When we read a modern poet, though, there should be no obscurity or a need for more than a very few notes. Such turbidity as “Love knows of no somatic tyranny; / For homes are built for Love’s accommodation / By bodies from the void they occupy” (p. 45) annoys the reader instead of enlightening or delighting him.

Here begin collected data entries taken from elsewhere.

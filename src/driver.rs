use std::io::{BufRead, Write};

use rand::Rng;
use thiserror::Error;
use tracing::{debug, info};

use crate::config::AgentConfig;
use crate::engine::MatchState;
use crate::features::{encode, Feature, FeatureVector};
use crate::learner::Learner;
use crate::legal::LegalMask;
use crate::policy::{select_action, ExplorationSchedule};
use crate::protocol::{write_action, ProtocolError, TurnReader};
use crate::weights::{PersistenceError, WeightMatrix, WeightStore};

#[derive(Error, Debug)]
pub enum DriverError {
    #[error("match aborted: {0}")]
    Protocol(#[from] ProtocolError),
    #[error("could not persist weights: {0}")]
    Persistence(#[from] PersistenceError),
}

#[derive(Debug, Clone, Copy, PartialEq, Eq)]
enum Phase {
    ColdStart,
    RoundActive,
    RoundEnded,
    MatchEnded,
}

/// Only the bias is set until the first report of a round is encoded.
fn round_start_features() -> FeatureVector {
    FeatureVector::from_active(&[Feature::Alive])
}

/// What a completed match leaves behind.
#[derive(Debug, Clone, PartialEq)]
pub struct MatchSummary {
    pub rounds: u32,
    pub turns: u64,
    pub epsilon: f64,
    pub weights: WeightMatrix,
    pub state: MatchState,
    pub features: FeatureVector,
}

/// Plays a whole match against the referee on `input`/`output`.
pub struct EpisodeDriver<R, W, G> {
    config: AgentConfig,
    store: WeightStore,
    learner: Learner,
    reader: TurnReader<R>,
    output: W,
    rng: G,

    phase: Phase,
    weights: WeightMatrix,
    state: MatchState,
    features: FeatureVector,
    exploration: ExplorationSchedule,
    rounds: u32,
    rounds_played: u32,
    turns: u64,
}

impl<R: BufRead, W: Write, G: Rng> EpisodeDriver<R, W, G> {
    pub fn new(config: AgentConfig, input: R, output: W, rng: G) -> Self {
        let store = WeightStore::new(config.weights.clone());
        let learner = config.learner();
        let exploration = config.exploration(0);
        EpisodeDriver {
            config,
            store,
            learner,
            reader: TurnReader::new(input),
            output,
            rng,
            phase: Phase::ColdStart,
            weights: WeightMatrix::zeros(),
            state: MatchState::new(),
            features: FeatureVector::default(),
            exploration,
            rounds: 0,
            rounds_played: 0,
            turns: 0,
        }
    }

    /// Runs to completion. A protocol error aborts the match and nothing is saved.
    pub fn run(mut self) -> Result<MatchSummary, DriverError> {
        loop {
            self.phase = match self.phase {
                Phase::ColdStart => self.cold_start()?,
                Phase::RoundActive => self.play_turn()?,
                Phase::RoundEnded => self.end_round(),
                Phase::MatchEnded => return self.finish(),
            };
        }
    }

    fn cold_start(&mut self) -> Result<Phase, DriverError> {
        self.weights = self.store.load(&mut self.rng);
        self.rounds = self.reader.read_round_count()?;
        self.exploration = self.config.exploration(self.rounds);
        self.state = MatchState::new();
        self.features = round_start_features();
        info!(
            rounds = self.rounds,
            epsilon = self.exploration.epsilon(),
            decay = self.exploration.decay(),
            "match started"
        );

        if self.rounds == 0 {
            Ok(Phase::MatchEnded)
        } else {
            Ok(Phase::RoundActive)
        }
    }

    fn play_turn(&mut self) -> Result<Phase, DriverError> {
        debug!("weight matrix:\n{}", self.weights);
        debug!("features in the state: {}", self.features);

        let legal = LegalMask::from_state(&self.state);
        let action = select_action(
            &self.weights,
            &self.features,
            legal,
            self.exploration.epsilon(),
            &mut self.rng,
        );
        write_action(&mut self.output, action)?;

        let turn = self.reader.read_turn(action)?;
        self.turns += 1;
        // Resources are spent even on the final blow of a round.
        self.state.apply_turn(&turn);
        if turn.round_ended {
            return Ok(Phase::RoundEnded);
        }

        let before = self.features;
        self.features = encode(&self.state.me, &self.state.opponent, &self.state.status);
        self.learner
            .update(&mut self.weights, action, turn.reward(), &before, &self.features);
        Ok(Phase::RoundActive)
    }

    fn end_round(&mut self) -> Phase {
        self.exploration.end_round();
        self.rounds_played += 1;
        info!(
            round = self.rounds_played,
            of = self.rounds,
            me = %self.state.me,
            opponent = %self.state.opponent,
            epsilon = self.exploration.epsilon(),
            "round ended"
        );

        if self.rounds_played < self.rounds {
            self.state.start_round(self.config.health_reset.resets());
            self.features = round_start_features();
            Phase::RoundActive
        } else {
            Phase::MatchEnded
        }
    }

    fn finish(self) -> Result<MatchSummary, DriverError> {
        if self.config.no_save {
            info!("not saving weights");
        } else {
            self.store.save(&self.weights)?;
            info!(path = %self.store.path().display(), "saved weights");
        }
        Ok(MatchSummary {
            rounds: self.rounds_played,
            turns: self.turns,
            epsilon: self.exploration.epsilon(),
            weights: self.weights,
            state: self.state,
            features: self.features,
        })
    }
}
//! Multiplex many byte streams over a single UART.
//!
//! One physical serial link carries addressed, checksummed frames. Each
//! address is bridged to a pseudo-terminal published under a stable
//! symlink, so ordinary programs can open "their" device while sharing the
//! wire with everything else.
//!
//! # Crate Structure
//!
//! - [`link`]: OS-backed endpoints (serial device, virtual ports)
//! - [`frame`]: Wire framing, checksum and resynchronizing decoder
//! - [`mux`]: Address routing and the full-duplex multiplexer

/// Re-export link types.
pub mod link {
    pub use uartmux_link::*;
}

/// Re-export frame types.
pub mod frame {
    pub use uartmux_frame::*;
}

/// Re-export multiplexer types.
pub mod mux {
    pub use uartmux_mux::*;
}
use std::io::{ErrorKind, Read};

use bytes::BytesMut;

use crate::codec::{Frame, MAX_FRAME_SIZE};
use crate::decoder::{Decoded, Decoder};
use crate::error::{FrameError, Result};

const INITIAL_BUFFER_CAPACITY: usize = 4 * MAX_FRAME_SIZE;
const READ_CHUNK_SIZE: usize = 1024;

/// Drives a [`Decoder`] over any `Read` byte source.
///
/// Two ways to use it:
/// - [`FrameReader::read_frame`] blocks until the next valid frame and
///   reports rejected frames as [`FrameError::Malformed`].
/// - [`FrameReader::fill`] + [`FrameReader::next_decoded`] for callers that
///   poll the source themselves and want every outcome.
pub struct FrameReader<T> {
    inner: T,
    buf: BytesMut,
    decoder: Decoder,
}

impl<T: Read> FrameReader<T> {
    pub fn new(inner: T) -> Self {
        Self {
            inner,
            buf: BytesMut::with_capacity(INITIAL_BUFFER_CAPACITY),
            decoder: Decoder::new(),
        }
    }

    /// Read the next valid frame (blocking).
    ///
    /// A rejected frame returns `Err(FrameError::Malformed)`; the reader
    /// stays usable and the next call continues with the following bytes.
    /// Returns `Err(FrameError::LinkClosed)` when EOF is reached.
    pub fn read_frame(&mut self) -> Result<Frame> {
        loop {
            match self.next_decoded() {
                Decoded::Frame(frame) => return Ok(frame),
                Decoded::Invalid(malformed) => return Err(FrameError::Malformed(malformed)),
                Decoded::Incomplete => {
                    self.read_chunk()?;
                }
            }
        }
    }

    /// Perform one read from the source into the internal buffer.
    ///
    /// Returns the number of bytes read; `Ok(0)` means the source had
    /// nothing ready (`WouldBlock`). End-of-file is
    /// [`FrameError::LinkClosed`].
    pub fn fill(&mut self) -> Result<usize> {
        match self.read_chunk() {
            Err(FrameError::Io(err)) if err.kind() == ErrorKind::WouldBlock => Ok(0),
            other => other,
        }
    }

    /// Decode the next outcome from already buffered bytes.
    pub fn next_decoded(&mut self) -> Decoded {
        self.decoder.decode_next(&mut self.buf)
    }

    fn read_chunk(&mut self) -> Result<usize> {
        let mut chunk = [0u8; READ_CHUNK_SIZE];
        loop {
            match self.inner.read(&mut chunk) {
                Ok(0) => return Err(FrameError::LinkClosed),
                Ok(n) => {
                    self.buf.extend_from_slice(&chunk[..n]);
                    return Ok(n);
                }
                Err(err) if err.kind() == ErrorKind::Interrupted => continue,
                Err(err) => return Err(FrameError::Io(err)),
            }
        }
    }

    /// The decoder driving this reader.
    pub fn decoder(&self) -> &Decoder {
        &self.decoder
    }

    /// Bytes read from the source but not yet decoded.
    pub fn buffered(&self) -> usize {
        self.buf.len()
    }

    /// Borrow the underlying source.
    pub fn get_ref(&self) -> &T {
        &self.inner
    }

    /// Mutably borrow the underlying source.
    pub fn get_mut(&mut self) -> &mut T {
        &mut self.inner
    }

    /// Consume the reader and return the inner source.
    pub fn into_inner(self) -> T {
        self.inner
    }
}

There are moments when the narrative works, as in this Roman proclamation which surely echoes early war notices from the English government:
CITIZENS OF THE EMPIRE, GREETING. ALL MALE PERSONS
WHO SHALL HAVE ATTAINED THE AGE OF TWENTY-ONE
YEARS OR OVER MUST PROCEED IMMEDIATELY TO THE
VILLAGE, TOWNSHIP, CITY, PRECINCT OR OTHER LOCAL
ADMINISTRATIVE AREA IN WHICH THEY WERE BORN AND
THERE REGISTER THEMSELVES AND THEIR DEPENDENTS IF
ANY WITH THE POLICE. WILFUL FAILURE TO CMPLY WITH
THIS ORDER IS PUNISHABLE BY CONFISCATION OF GOODS
AND LOSS OF CIVIL RIGHTS. (P. 29)
But this excellent mockery of governmentspeak is rare in its clarity. Consider this prose by Simeon, which begins well and then quickly lapses into fashionable 1930s cleverness: “Because in Him the Word is united to the Flesh without loss of perfection, Reason is redeemed from incestuous fixation on her own Logic, for the One and the Many are simultaneously revealed as real” (P. 52).
One imagines this being broadcast via the BBC Home Service at Christmas: “Mum, what’s ‘incestuous?’”
Every time the reader thinks Auden is about to pull himself together and speak sense to the audience, he traipses off to get lost in Four Quartets Lane.
The editing and the preface is by Baylor professor Alan Jacobs, who himself is the very model of clarity in explaining what Auden was trying to do, and gives Auden’s work more respect than perhaps it deserves.